Exercise data Start Marker
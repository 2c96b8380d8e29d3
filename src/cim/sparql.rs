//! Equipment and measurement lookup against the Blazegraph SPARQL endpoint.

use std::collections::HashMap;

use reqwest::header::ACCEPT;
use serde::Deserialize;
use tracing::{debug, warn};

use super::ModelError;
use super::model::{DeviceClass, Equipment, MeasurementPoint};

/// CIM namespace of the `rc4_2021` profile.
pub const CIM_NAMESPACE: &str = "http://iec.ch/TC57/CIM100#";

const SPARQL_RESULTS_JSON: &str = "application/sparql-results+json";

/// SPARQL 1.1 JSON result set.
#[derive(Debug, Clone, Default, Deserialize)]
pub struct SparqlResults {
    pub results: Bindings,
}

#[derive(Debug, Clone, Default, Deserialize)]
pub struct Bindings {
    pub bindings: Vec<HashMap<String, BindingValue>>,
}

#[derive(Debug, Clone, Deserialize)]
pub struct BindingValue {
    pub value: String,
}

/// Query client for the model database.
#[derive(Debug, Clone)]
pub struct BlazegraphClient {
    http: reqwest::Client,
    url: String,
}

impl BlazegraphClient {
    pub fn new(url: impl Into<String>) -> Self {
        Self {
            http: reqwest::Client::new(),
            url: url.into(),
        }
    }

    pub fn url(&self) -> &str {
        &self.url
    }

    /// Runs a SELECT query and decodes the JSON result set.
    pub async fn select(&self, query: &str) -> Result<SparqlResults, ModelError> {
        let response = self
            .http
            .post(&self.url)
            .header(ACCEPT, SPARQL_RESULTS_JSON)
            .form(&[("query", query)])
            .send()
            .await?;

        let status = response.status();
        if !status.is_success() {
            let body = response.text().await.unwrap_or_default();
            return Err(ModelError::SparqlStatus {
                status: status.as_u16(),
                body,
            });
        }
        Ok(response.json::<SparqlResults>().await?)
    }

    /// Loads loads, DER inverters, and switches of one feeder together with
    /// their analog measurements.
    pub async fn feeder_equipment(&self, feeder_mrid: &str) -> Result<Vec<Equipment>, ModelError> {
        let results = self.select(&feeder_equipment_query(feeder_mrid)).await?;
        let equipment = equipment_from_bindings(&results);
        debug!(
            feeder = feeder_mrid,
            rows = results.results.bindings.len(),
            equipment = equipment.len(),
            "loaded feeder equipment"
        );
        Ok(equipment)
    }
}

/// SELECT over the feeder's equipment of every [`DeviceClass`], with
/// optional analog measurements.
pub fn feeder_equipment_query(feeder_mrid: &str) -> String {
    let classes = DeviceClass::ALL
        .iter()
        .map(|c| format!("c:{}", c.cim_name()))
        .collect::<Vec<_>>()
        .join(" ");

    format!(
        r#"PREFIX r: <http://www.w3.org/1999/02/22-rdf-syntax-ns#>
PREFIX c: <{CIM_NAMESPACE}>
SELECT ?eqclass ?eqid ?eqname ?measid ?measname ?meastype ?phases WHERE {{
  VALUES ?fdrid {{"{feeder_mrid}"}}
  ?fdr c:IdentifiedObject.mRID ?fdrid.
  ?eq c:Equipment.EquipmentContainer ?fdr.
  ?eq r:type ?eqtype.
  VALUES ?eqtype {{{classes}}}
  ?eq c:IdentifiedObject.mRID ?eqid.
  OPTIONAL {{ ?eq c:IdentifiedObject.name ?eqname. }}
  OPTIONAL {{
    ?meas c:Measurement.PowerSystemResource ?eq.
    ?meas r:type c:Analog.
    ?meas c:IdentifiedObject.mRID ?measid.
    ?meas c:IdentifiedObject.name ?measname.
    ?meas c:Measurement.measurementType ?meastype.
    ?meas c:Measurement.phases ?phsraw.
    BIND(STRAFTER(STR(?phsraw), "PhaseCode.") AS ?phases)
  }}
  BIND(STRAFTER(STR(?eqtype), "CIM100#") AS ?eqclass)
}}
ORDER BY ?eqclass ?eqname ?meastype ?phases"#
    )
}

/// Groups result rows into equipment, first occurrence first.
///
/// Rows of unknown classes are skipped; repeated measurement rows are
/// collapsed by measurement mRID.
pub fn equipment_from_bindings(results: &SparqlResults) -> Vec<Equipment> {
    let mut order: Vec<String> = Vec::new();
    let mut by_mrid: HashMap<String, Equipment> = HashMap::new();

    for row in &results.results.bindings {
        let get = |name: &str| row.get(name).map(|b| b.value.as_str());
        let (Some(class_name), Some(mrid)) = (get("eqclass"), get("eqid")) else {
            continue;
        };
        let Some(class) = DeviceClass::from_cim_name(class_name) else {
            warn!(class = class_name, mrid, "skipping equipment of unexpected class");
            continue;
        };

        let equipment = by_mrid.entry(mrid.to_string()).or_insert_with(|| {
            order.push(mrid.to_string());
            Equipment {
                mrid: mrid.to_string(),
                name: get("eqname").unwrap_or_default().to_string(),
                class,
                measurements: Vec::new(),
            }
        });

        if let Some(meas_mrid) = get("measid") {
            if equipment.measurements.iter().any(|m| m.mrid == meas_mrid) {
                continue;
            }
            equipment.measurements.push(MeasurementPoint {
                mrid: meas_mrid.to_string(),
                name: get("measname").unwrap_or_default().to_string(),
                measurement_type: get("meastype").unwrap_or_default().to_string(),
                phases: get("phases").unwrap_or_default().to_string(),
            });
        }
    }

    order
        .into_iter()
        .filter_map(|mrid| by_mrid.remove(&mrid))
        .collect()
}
Exercise data End Marker
- _Exercise brief_:
With "fdrid" as the search string, filter the records and return each line that has it.

- _Answer section_:
  VALUES ?fdrid {{"{feeder_mrid}"}}
  ?fdr c:IdentifiedObject.mRID ?fdrid.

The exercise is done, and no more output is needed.